Exporting goods and services is a vital aspect of India’s economy, and understanding the Goods and Services Tax (GST) implications is crucial for exporters. This guide delves into the essentials of GST in exports, focusing on the Letter of Undertaking (LUT), Integrated Goods and Services Tax (IGST) refunds, and other pertinent features.

GST In Exports

Understanding Zero-Rated Supplies under GST in Exports

Under the GST regime, exports are classified as zero-rated supplies. This classification implies that while the exported goods or services are taxable, the tax rate applied is 0%. Consequently, exporters can claim a refund on the GST paid on inputs used in the production of exported goods or services, ensuring that taxes do not become a cost component in international trade.

Why Does the Indian Government Offer Zero GST on Export Products?

Why Does the Indian Government Offer Zero GST on Exports_

The Indian government offers zero GST on exports to promote international trade by making Indian products more competitive globally. It helps exporters reduce costs and avoid double taxation, boosting their profitability. This initiative also enhances foreign exchange earnings and contributes to the country’s economic growth.

1. To Boost Export Growth

Zero GST reduces export costs, encouraging Indian businesses to expand internationally. This helps increase India’s export volume and supports overall economic growth.

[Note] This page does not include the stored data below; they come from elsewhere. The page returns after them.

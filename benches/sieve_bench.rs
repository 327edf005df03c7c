use criterion::{black_box, criterion_group, criterion_main, Criterion};
use nthprime::{full, FullSieve, NthPrime, SegmentedSieve, SievePolicy, WheelSieve};

fn bench_sieve_to_1m(c: &mut Criterion) {
    let policy = SievePolicy::default();
    c.bench_function("full::sieve_to(1_000_000)", |b| {
        b.iter(|| full::sieve_to(black_box(1_000_000), &policy));
    });
}

fn bench_full_nth_100k(c: &mut Criterion) {
    let sieve = FullSieve::default();
    c.bench_function("full nth_prime(100_000)", |b| {
        b.iter(|| sieve.nth_prime(black_box(100_000)));
    });
}

fn bench_segmented_nth_100k(c: &mut Criterion) {
    let sieve = SegmentedSieve::default();
    c.bench_function("segmented nth_prime(100_000)", |b| {
        b.iter(|| sieve.nth_prime(black_box(100_000)));
    });
}

fn bench_wheel_nth_100k(c: &mut Criterion) {
    let sieve = WheelSieve::default();
    c.bench_function("wheel nth_prime(100_000)", |b| {
        b.iter(|| sieve.nth_prime(black_box(100_000)));
    });
}

fn bench_wheel_nth_10m(c: &mut Criterion) {
    let sieve = WheelSieve::default();
    let mut group = c.benchmark_group("wheel_large");
    group.sample_size(10);
    group.bench_function("wheel nth_prime(10_000_000)", |b| {
        b.iter(|| sieve.nth_prime(black_box(10_000_000)));
    });
    group.finish();
}

criterion_group!(
    benches,
    bench_sieve_to_1m,
    bench_full_nth_100k,
    bench_segmented_nth_100k,
    bench_wheel_nth_100k,
    bench_wheel_nth_10m,
);
criterion_main!(benches);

2. Enhancing Global Competitiveness

It makes Indian products cheaper abroad, helping them compete with global brands. This boosts demand for Indian exports and strengthens the country’s position in the international market.

3. Preventing Double Taxation

Zero-rating avoids double taxation, keeping Indian exports affordable in foreign markets. It ensures that Indian exporters are not burdened with taxes both in India and in the importing country.

4. Increasing Foreign Exchange Earnings

Exports bring in foreign currency, strengthening India’s forex reserves. This contributes to a favorable balance of payments and stabilizes the national economy.

5. Economic Growth and Employment Opportunities

More exports increase demand for labor and raw materials, creating jobs. It stimulates related industries, driving economic development and reducing unemployment.

6. Compliance with International Trade Norms

Zero GST follows global trade norms, ensuring smoother international transactions. It keeps Indian exports competitive and compliant with international tax standards.

7. Encouraging Ease of Doing Business

It simplifies tax compliance, making it easier for businesses to export. Reduced paperwork and faster refunds enhance the overall export experience for traders.

Exporting Under LUT/Bond Without Payment of IGST

Exporting Under LUT/Bond Without Payment of IGST

Exporters have the option to export goods or services without the payment of IGST by furnishing a Letter of Undertaking (LUT) or a bond. This approach facilitates liquidity and eases the compliance burden.

What is a Letter of Undertaking (LUT)?

An LUT is a document that allows exporters to undertake exports without the payment of IGST, committing to adhere to all GST provisions. It’s a simpler alternative to the bond, primarily used by exporters with a clean track record.

Eligibility for LUT

As per the guidelines, any registered person who intends to supply goods or services for export without payment of IGST can furnish an LUT, provided they:

  • Have not been prosecuted for any offense under the GST laws or any existing laws where the amount exceeds ₹250 lakh.
  • Comply with the prescribed conditions and safeguards.

Procedure to Furnish LUT

  1. Access the GST Portal: Log in to the GST common portal.
  2. Navigate to LUT Application: Go to Services > User Services > Furnish Letter of Undertaking (LUT).
  3. Fill in the Details: Enter the required information and upload the necessary documents.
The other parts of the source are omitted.